İbn-i Abbas (r.a.) anlatıyor: “Rasülullah’a (s.a.v.) Zemzem suyu verdim, ayakta içti” Muhammed İbn-i Abdurrahman İbn-i Ebubekir (r.a.) anlatıyor: “Ben İbn-i Abbas’ın (r.a.) yanında oturuyordum. Ona bir adam gelmişti. ‘Nereden geliyorsun?’ diye sordu. Adam: ‘Zemzemden!’ dedi. İbn-i Abbas: ‘Ondan gerektiği şekilde içtin mi?’ diye sordu. Adam: ‘Nasıl?’ deyince açıkladı: ‘Zemzem içerken kıbleye döneceksin. Besmele çekeceksin. Üç kere nefes alıp, kana kana içeceksin. İçip bitirince, Aziz ve Çelil olan Allah’a hamd edeceksin. Zira aleyhissalâtu vesselâm şöyle buyurdular: ‘Münafıklarla bizim aramızdaki fark, onların Zemzemi kana kana içmemeleridir””m Hz. Cabir (r.a.) anlatıyor: “Rasülullah (s.a.v.) buyurdular ki: ‘Zemzem suyu ne maksatla içilirse, o maksatla faydalıdır.’ Özellikle Ramazan umresine gidenler, müşahede etmiş olmalıdırlar ki; Mescid-i Haram ve Mescid-i Nebide iftar saatinde, her yerde Zemzem olmasına rağmen, Müslümanların önemli bir kısmının Zemzem’le iftar etmek yerine, kola veya diğer gazlı içeceklerle iftar ettiklerini görürüz. Hatta Türkiyeli bazı hacı adayları veya umrecilerin ‘çok Zemzem içme, böbrek hastası olursun’ gibi telkinleri ile karşılaşılmaktadır. Bizatihi bunu yaşamış biri olarak, cehâletin ve fısıltı kültürünün ne denli olumsuz sonuçlar doğurduğunu gördüm ve işittim.

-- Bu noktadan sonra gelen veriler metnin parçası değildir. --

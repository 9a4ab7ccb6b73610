//! `ph-cli`: browse the Prompt Hub catalog and news from a terminal.

mod commands;

use anyhow::Result;
use clap::Parser;
use ph_cli::cli;
use tracing_subscriber::EnvFilter;

#[tokio::main]
async fn main() -> Result<()> {
    // Default to info-level logs on stderr; override via RUST_LOG if needed.
    let filter = EnvFilter::try_from_default_env().unwrap_or_else(|_| EnvFilter::new("info"));
    tracing_subscriber::fmt()
        .with_env_filter(filter)
        .with_writer(std::io::stderr)
        .init();

    let cli = cli::Cli::parse();
    commands::run(cli).await
}
use anyhow::{bail, Result};
use ph_cli::{cli::CopyTarget, clipboard, render};
use prompt_hub_client::{CatalogApi, CatalogController};
use prompt_hub_shared::{Facets, PromptCategory, PromptItem, QueryState};
use serde::Serialize;

pub struct ListArgs {
    pub category: PromptCategory,
    pub search: Option<String>,
    pub tags: Vec<String>,
    pub professions: Vec<String>,
    pub page: u32,
    pub page_size: u32,
    pub json: bool,
}

#[derive(Serialize)]
struct CatalogOutput<'a> {
    category: PromptCategory,
    total: u64,
    server_total: u64,
    prompts: &'a [PromptItem],
    facets: &'a Facets,
}

/// Load one category with the given filters, failing on a load notice.
async fn load<A: CatalogApi>(api: &A, state: QueryState) -> Result<CatalogController> {
    let mut controller = CatalogController::with_state(state);
    let fetch = controller.refresh();
    controller.run(api, fetch).await;

    if let Some(notice) = controller.take_notice() {
        if notice.is_error() {
            bail!("{}", notice.message);
        }
        eprintln!("{}", render::notice(&notice));
    }
    Ok(controller)
}

pub async fn list<A: CatalogApi>(api: &A, args: ListArgs) -> Result<()> {
    let mut state = QueryState::new(args.category).with_page_size(args.page_size);
    state.search = args.search.unwrap_or_default();
    state.tags = args.tags.into_iter().collect();
    state.professions = args.professions.into_iter().collect();
    state.page = args.page.max(1);

    let controller = load(api, state).await?;
    let view = controller.view();

    if args.json {
        return super::print_json(&CatalogOutput {
            category: controller.state().category,
            total: view.total,
            server_total: view.server_total,
            prompts: &view.prompts,
            facets: &view.facets,
        });
    }
    print!("{}", render::catalog(controller.state(), view));
    Ok(())
}

async fn find<A: CatalogApi>(api: &A, id: &str, category: PromptCategory) -> Result<PromptItem> {
    let controller = load(api, QueryState::new(category)).await?;
    match controller.find(id) {
        Some(prompt) => Ok(prompt.clone()),
        None => bail!("提示词不存在: {id} ({})", category.label()),
    }
}

pub async fn show<A: CatalogApi>(api: &A, id: &str, category: PromptCategory, json: bool) -> Result<()> {
    let prompt = find(api, id, category).await?;
    if json {
        return super::print_json(&prompt);
    }
    print!("{}", render::prompt_detail(&prompt));
    Ok(())
}

pub async fn copy<A: CatalogApi>(
    api: &A,
    id: &str,
    category: PromptCategory,
    target: CopyTarget,
) -> Result<()> {
    let prompt = find(api, id, category).await?;
    let notice = clipboard::copy_prompt(&prompt, target);
    if notice.is_error() {
        bail!("{}", notice.message);
    }
    eprintln!("{}", render::notice(&notice));
    Ok(())
}
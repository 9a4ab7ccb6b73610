//! Search input debouncing on the tokio clock.

use std::time::Duration;

use tokio::time::Instant;

/// Quiescence window applied to search input.
pub const SEARCH_DEBOUNCE: Duration = Duration::from_millis(500);

/// Holds the latest input until it has been left alone for `window`.
///
/// Every [`push`](Debouncer::push) restarts the window. The event loop sleeps
/// until [`deadline`](Debouncer::deadline) and then calls
/// [`take_settled`](Debouncer::take_settled).
#[derive(Debug)]
pub struct Debouncer<T> {
    window: Duration,
    pending: Option<(T, Instant)>,
}

impl<T> Debouncer<T> {
    /// Debouncer that releases a value once it has been left alone for `window`.
    pub fn new(window: Duration) -> Self {
        Self {
            window,
            pending: None,
        }
    }

    /// Replace the pending value and restart the window.
    pub fn push(&mut self, value: T) {
        self.pending = Some((value, Instant::now() + self.window));
    }

    /// When the pending value settles, if there is one.
    pub fn deadline(&self) -> Option<Instant> {
        self.pending.as_ref().map(|(_, deadline)| *deadline)
    }

    /// Whether a value is waiting to settle.
    pub fn is_pending(&self) -> bool {
        self.pending.is_some()
    }

    /// Take the pending value if its window has elapsed at `now`.
    pub fn take_settled(&mut self, now: Instant) -> Option<T> {
        let ready = matches!(&self.pending, Some((_, deadline)) if *deadline <= now);
        if ready {
            self.pending.take().map(|(value, _)| value)
        } else {
            None
        }
    }

    /// Drop the pending value without releasing it.
    pub fn cancel(&mut self) -> Option<T> {
        self.pending.take().map(|(value, _)| value)
    }

    /// Wait for the pending value to settle.
    ///
    /// Never resolves while nothing is pending. Cancel-safe: dropping the
    /// future before it resolves leaves the pending value in place.
    pub async fn settled(&mut self) -> T {
        loop {
            match self.deadline() {
                Some(deadline) => {
                    tokio::time::sleep_until(deadline).await;
                    if let Some(value) = self.take_settled(Instant::now()) {
                        return value;
                    }
                },
                None => std::future::pending::<()>().await,
            }
        }
    }
}

impl<T> Default for Debouncer<T> {
    fn default() -> Self {
        Self::new(SEARCH_DEBOUNCE)
    }
}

Hadis-i şerifte buyrulduğu üzere, Zemzem bir benzeri daha olmayan şifalı bir sudur. Umre seyahatimde mümkün olduğu müddetçe, sadece Zemzem içtim. İçerken de ‘Rabbim bedenimdeki rahatsızlıklarıma şifa ver ve özellikle de böbrek rahatsızlığımı gider’ duasında bulunmuştum. Hamdolsun, dönüşümde yıllardır müptelâsı olduğum böbrek sorunumun iyileştiğini gördüm. Demek ki; Allah (c.c.) niyetlerimize bağlı olarak Zemzem’i şifaya vesile kılmaktadır. Ayrıca Zemzem suyu oruç tutmayı kolaylaştırmak ve içenlerin terlerinin kokmasını engellemek gibi farklılığa ve üstünlüğe de sahip.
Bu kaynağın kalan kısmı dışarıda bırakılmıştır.